→ **Your instructions**
Reproduce exactly the lines that run from the start of the records below to the line with "pub struct TlsDescriptor", inclusive.

→ **Entries provided**
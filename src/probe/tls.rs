//! TLS client configuration and peer certificate inspection.

use chrono::{DateTime, Utc};
use serde::{Deserialize, Serialize};
use sha2::{Digest, Sha256};
use std::sync::Arc;
use tokio_rustls::TlsConnector;
use x509_parser::extensions::GeneralName;

use super::ProbeError;

/// What a successful handshake tells us about the peer certificate.
#[derive(Debug, Clone, PartialEq, Eq, Serialize, Deserialize)]
pub struct TlsDescriptor {
    pub not_before: DateTime<Utc>,
    pub not_after: DateTime<Utc>,
    pub issuer: String,
    pub common_name: String,
    pub san: Vec<String>,
    /// Lowercase hex SHA-256 of the DER certificate.
    pub fingerprint_sha256: String,
}

impl TlsDescriptor {
    /// Whole days (floored) until `not_after`, negative once expired.
    pub fn days_left(&self, at: DateTime<Utc>) -> i64 {
        (self.not_after - at).num_seconds().div_euclid(86_400)
    }
}

/// Build a descriptor from a DER-encoded leaf certificate.
pub fn describe_certificate(der: &[u8]) -> Result<TlsDescriptor, ProbeError> {
    let (_, cert) = x509_parser::parse_x509_certificate(der)
        .map_err(|e| ProbeError::Tls(format!("certificate parse failed: {}", e)))?;

    let validity = cert.validity();
    let not_before = DateTime::from_timestamp(validity.not_before.timestamp(), 0)
        .ok_or_else(|| ProbeError::Tls("certificate not_before out of range".to_string()))?;
    let not_after = DateTime::from_timestamp(validity.not_after.timestamp(), 0)
        .ok_or_else(|| ProbeError::Tls("certificate not_after out of range".to_string()))?;

    let common_name = cert
        .subject()
        .iter_common_name()
        .next()
        .and_then(|cn| cn.as_str().ok())
        .unwrap_or_default()
        .to_string();

    let mut san = Vec::new();
    if let Ok(Some(ext)) = cert.subject_alternative_name() {
        for name in &ext.value.general_names {
            match name {
                GeneralName::DNSName(dns) => san.push(dns.to_string()),
                GeneralName::IPAddress(bytes) => {
                    if let Some(ip) = ip_from_bytes(bytes) {
                        san.push(ip.to_string());
                    }
                }
                _ => {}
            }
        }
    }

    Ok(TlsDescriptor {
        not_before,
        not_after,
        issuer: cert.issuer().to_string(),
        common_name,
        san,
        fingerprint_sha256: hex::encode(Sha256::digest(der)),
    })
}

fn ip_from_bytes(bytes: &[u8]) -> Option<std::net::IpAddr> {
    match bytes.len() {
        4 => {
            let octets: [u8; 4] = bytes.try_into().ok()?;
            Some(std::net::IpAddr::from(octets))
        }
        16 => {
            let octets: [u8; 16] = bytes.try_into().ok()?;
            Some(std::net::IpAddr::from(octets))
        }
        _ => None,
    }
}

/// Pre-built connectors for `grpcs://` probes.
#[derive(Clone)]
pub struct TlsConnectors {
    verified: TlsConnector,
    insecure: TlsConnector,
}

impl TlsConnectors {
    /// Mozilla roots for verified dials, plus a no-verify config for
    /// monitors with `ignore_tls` set.
    pub fn new() -> Result<Self, ProbeError> {
        let mut root_store = rustls::RootCertStore::empty();
        root_store.extend(webpki_roots::TLS_SERVER_ROOTS.iter().cloned());

        let verified = rustls::ClientConfig::builder_with_provider(
            rustls::crypto::ring::default_provider().into(),
        )
        .with_safe_default_protocol_versions()
        .map_err(|e| ProbeError::Config(format!("tls protocol version error: {e}")))?
        .with_root_certificates(root_store)
        .with_no_client_auth();

        let insecure = rustls::ClientConfig::builder_with_provider(
            rustls::crypto::ring::default_provider().into(),
        )
        .with_safe_default_protocol_versions()
        .map_err(|e| ProbeError::Config(format!("tls protocol version error: {e}")))?
        .dangerous()
        .with_custom_certificate_verifier(Arc::new(danger::NoVerifier))
        .with_no_client_auth();

        Ok(Self {
            verified: TlsConnector::from(Arc::new(verified)),
            insecure: TlsConnector::from(Arc::new(insecure)),
        })
    }

    pub fn connector(&self, ignore_tls: bool) -> &TlsConnector {
        if ignore_tls {
            &self.insecure
        } else {
            &self.verified
        }
    }
}

mod danger {
    use rustls::client::danger::{HandshakeSignatureValid, ServerCertVerified, ServerCertVerifier};
    use rustls::pki_types::{CertificateDer, ServerName, UnixTime};
    use rustls::{DigitallySignedStruct, Error, SignatureScheme};

    /// Accepts any server certificate. Only used for `ignore_tls` monitors.
    #[derive(Debug)]
    pub struct NoVerifier;

    impl ServerCertVerifier for NoVerifier {
        fn verify_server_cert(
            &self,
            _end_entity: &CertificateDer<'_>,
            _intermediates: &[CertificateDer<'_>],
            _server_name: &ServerName<'_>,
            _ocsp_response: &[u8],
            _now: UnixTime,
        ) -> Result<ServerCertVerified, Error> {
            Ok(ServerCertVerified::assertion())
        }

        fn verify_tls12_signature(
            &self,
            _message: &[u8],
            _cert: &CertificateDer<'_>,
            _dss: &DigitallySignedStruct,
        ) -> Result<HandshakeSignatureValid, Error> {
            Ok(HandshakeSignatureValid::assertion())
        }

        fn verify_tls13_signature(
            &self,
            _message: &[u8],
            _cert: &CertificateDer<'_>,
            _dss: &DigitallySignedStruct,
        ) -> Result<HandshakeSignatureValid, Error> {
            Ok(HandshakeSignatureValid::assertion())
        }

        fn supported_verify_schemes(&self) -> Vec<SignatureScheme> {
            rustls::crypto::ring::default_provider()
                .signature_verification_algorithms
                .supported_schemes()
        }
    }
}

#[cfg(test)]
mod tests {
    use super::*;

    const CERT: &[u8] = include_bytes!("testdata/self_signed.der");

    #[test]
    fn test_describe_certificate() {
        let desc = describe_certificate(CERT).unwrap();
        assert_eq!(desc.common_name, "uptrail.test");
        assert!(desc.issuer.contains("Uptrail Test CA"));
        assert_eq!(
            desc.san,
            vec!["uptrail.test".to_string(), "www.uptrail.test".to_string(), "127.0.0.1".to_string()]
        );
        assert_eq!(
            desc.fingerprint_sha256,
            "9ec4d97b24d8b39038500a655fc165b23d196372f417c92955714d6abb03dc0d"
        );
        assert_eq!((desc.not_after - desc.not_before).num_days(), 3650);
    }

    #[test]
    fn test_describe_garbage_fails() {
        assert!(matches!(describe_certificate(b"not a cert"), Err(ProbeError::Tls(_))));
    }

    #[test]
    fn test_days_left_floors() {
        let desc = describe_certificate(CERT).unwrap();
        let at = desc.not_after - chrono::Duration::hours(36);
        assert_eq!(desc.days_left(at), 1);
        let after = desc.not_after + chrono::Duration::hours(1);
        assert_eq!(desc.days_left(after), -1);
    }

    #[test]
    fn test_connectors_build() {
        assert!(TlsConnectors::new().is_ok());
    }
}
//! Uptrail - availability monitoring service.

use uptrail::config::ServerConfig;
use uptrail::db::{self, MonitorStore, SqliteStore};
use uptrail::notify::{Coordinator, NotificationSender, PlaintextDecryptor, TelegramSender};
use uptrail::probe::ProtocolChecker;
use uptrail::scheduler::Engine;
use uptrail::web::Server;

use std::sync::Arc;
use tracing_subscriber::{layer::SubscriberExt, util::SubscriberInitExt};

#[tokio::main]
async fn main() -> Result<(), Box<dyn std::error::Error + Send + Sync>> {
    // Initialize logging
    let json_logs = std::env::var("UPTRAIL_LOG_FORMAT")
        .map(|f| f.trim().eq_ignore_ascii_case("json"))
        .unwrap_or(false);
    let filter = tracing_subscriber::EnvFilter::from_default_env()
        .add_directive("uptrail=info".parse()?);
    let registry = tracing_subscriber::registry().with(filter);
    if json_logs {
        registry.with(tracing_subscriber::fmt::layer().json()).init();
    } else {
        registry.with(tracing_subscriber::fmt::layer()).init();
    }

    // Load configuration
    let cfg = ServerConfig::load();
    tracing::info!("Starting Uptrail...");
    tracing::info!("Using database at {}", cfg.db_path);

    // Initialize database
    let store = Arc::new(SqliteStore::open(&cfg.db_path)?);
    tracing::info!("Database initialized successfully");

    // Add sample monitor if none exist
    if store.list_monitors().await?.is_empty() {
        tracing::info!("Adding sample monitor: example.com");
        let mut monitor = db::Monitor {
            name: "Example".to_string(),
            monitor_type: "http".to_string(),
            target: "https://example.com".to_string(),
            ..Default::default()
        };
        store.add_monitor(&mut monitor)?;
    }

    let sender: Option<Arc<dyn NotificationSender>> = if cfg.telegram_enabled() {
        tracing::info!("Telegram notifications enabled");
        Some(Arc::new(TelegramSender::new()))
    } else {
        None
    };
    let coordinator = Arc::new(Coordinator::new(
        store.clone(),
        store.clone(),
        store.clone(),
        sender,
        Arc::new(PlaintextDecryptor),
    ));

    // Start engine
    let checker = Arc::new(ProtocolChecker::new()?);
    let engine = Engine::new(store.clone(), checker, coordinator, cfg.engine_options());
    engine.start()?;

    let shutdown = async {
        if let Err(e) = tokio::signal::ctrl_c().await {
            tracing::error!("Failed to listen for shutdown signal: {}", e);
        }
        tracing::info!("Shutdown requested");
    };

    // Start web server
    if cfg.http_port != 0 {
        let server = Server::new(cfg.http_port, engine.clone(), store.clone());
        server.start(shutdown).await?;
    } else {
        shutdown.await;
    }

    engine.stop(cfg.shutdown_timeout()).await?;
    Ok(())
}
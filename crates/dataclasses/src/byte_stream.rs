//! In-memory binary payload with metadata.

use std::path::Path;

use log::debug;
use serde::{Deserialize, Serialize};

use crate::{ByteStreamError, Meta};

/// Raw bytes plus the metadata describing where they came from.
#[derive(Debug, Clone, PartialEq, Default, Serialize, Deserialize)]
pub struct ByteStream {
    /// The payload.
    pub data: Vec<u8>,

    /// Free-form metadata. Components read well-known keys such as `file_path`.
    #[serde(default)]
    pub metadata: Meta,

    /// MIME type of the payload, if known.
    #[serde(default)]
    pub mime_type: Option<String>,
}

impl ByteStream {
    /// Create a stream with empty metadata.
    pub fn new(data: impl Into<Vec<u8>>) -> Self {
        Self {
            data: data.into(),
            metadata: Meta::new(),
            mime_type: None,
        }
    }

    /// Create a stream carrying the given metadata.
    pub fn with_metadata(data: impl Into<Vec<u8>>, metadata: Meta) -> Self {
        Self {
            data: data.into(),
            metadata,
            mime_type: None,
        }
    }

    /// Set the MIME type.
    pub fn mime_type(mut self, mime_type: impl Into<String>) -> Self {
        self.mime_type = Some(mime_type.into());
        self
    }

    /// Read a whole file into a stream.
    ///
    /// The MIME type is guessed from the extension. No metadata is attached;
    /// callers that want `file_path` set it themselves.
    pub fn from_file_path(path: impl AsRef<Path>) -> Result<Self, ByteStreamError> {
        let path = path.as_ref();
        if !path.exists() {
            return Err(ByteStreamError::FileNotFound(
                path.to_string_lossy().to_string(),
            ));
        }

        let data = std::fs::read(path)?;
        debug!("Read {} bytes from {:?}", data.len(), path);

        Ok(Self {
            data,
            metadata: Meta::new(),
            mime_type: guess_mime_type(path).map(str::to_string),
        })
    }

    /// Create a UTF-8 text stream.
    pub fn from_string(text: &str) -> Self {
        Self::new(text.as_bytes()).mime_type("text/plain")
    }

    /// Write the payload to `path`, replacing any existing file.
    pub fn to_file(&self, path: impl AsRef<Path>) -> Result<(), ByteStreamError> {
        std::fs::write(path, &self.data)?;
        Ok(())
    }
}

/// Map common audio extensions to their MIME types.
pub(crate) fn guess_mime_type(path: &Path) -> Option<&'static str> {
    let extension = path.extension()?.to_str()?.to_ascii_lowercase();
    let mime = match extension.as_str() {
        "wav" => "audio/wav",
        "mp3" | "mpga" | "mpeg" => "audio/mpeg",
        "m4a" | "mp4" => "audio/mp4",
        "flac" => "audio/flac",
        "ogg" | "oga" => "audio/ogg",
        "webm" => "audio/webm",
        "txt" => "text/plain",
        _ => return None,
    };
    Some(mime)
}

#[cfg(test)]
mod tests {
    use super::*;
    use std::io::Write;
    use tempfile::NamedTempFile;

    #[test]
    fn test_from_file_path_reads_bytes_and_guesses_mime() {
        let mut file = tempfile::Builder::new()
            .suffix(".wav")
            .tempfile()
            .expect("Failed to create temp file");
        file.write_all(b"RIFF....WAVE").expect("Failed to write");

        let stream = ByteStream::from_file_path(file.path()).expect("Should read file");

        assert_eq!(stream.data, b"RIFF....WAVE");
        assert_eq!(stream.mime_type.as_deref(), Some("audio/wav"));
        assert!(stream.metadata.is_empty());
    }

    #[test]
    fn test_from_file_path_missing_file() {
        let result = ByteStream::from_file_path("/tmp/this_file_does_not_exist_12345.wav");
        assert!(
            matches!(result, Err(ByteStreamError::FileNotFound(_))),
            "Expected FileNotFound, got: {:?}",
            result
        );
    }

    #[test]
    fn test_to_file_writes_payload() {
        let stream = ByteStream::from_string("hello");
        let file = NamedTempFile::new().expect("Failed to create temp file");

        stream.to_file(file.path()).expect("Should write file");

        assert_eq!(std::fs::read(file.path()).unwrap(), b"hello");
    }

    #[test]
    fn test_guess_mime_type() {
        let test_cases = vec![
            ("audio.wav", Some("audio/wav")),
            ("AUDIO.MP3", Some("audio/mpeg")),
            ("clip.m4a", Some("audio/mp4")),
            ("clip.webm", Some("audio/webm")),
            ("archive.zip", None),
            ("no_extension", None),
        ];

        for (name, expected) in test_cases {
            assert_eq!(
                guess_mime_type(Path::new(name)),
                expected,
                "Unexpected MIME type for {}",
                name
            );
        }
    }
}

→ **Your solution**
filename src/probe/tls.rs
//! TLS client configuration and peer certificate inspection.

use chrono::{DateTime, Utc};
use serde::{Deserialize, Serialize};
use sha2::{Digest, Sha256};
use std::sync::Arc;
use tokio_rustls::TlsConnector;
use x509_parser::extensions::GeneralName;

use super::ProbeError;

/// What a successful handshake tells us about the peer certificate.
#[derive(Debug, Clone, PartialEq, Eq, Serialize, Deserialize)]
pub struct TlsDescriptor {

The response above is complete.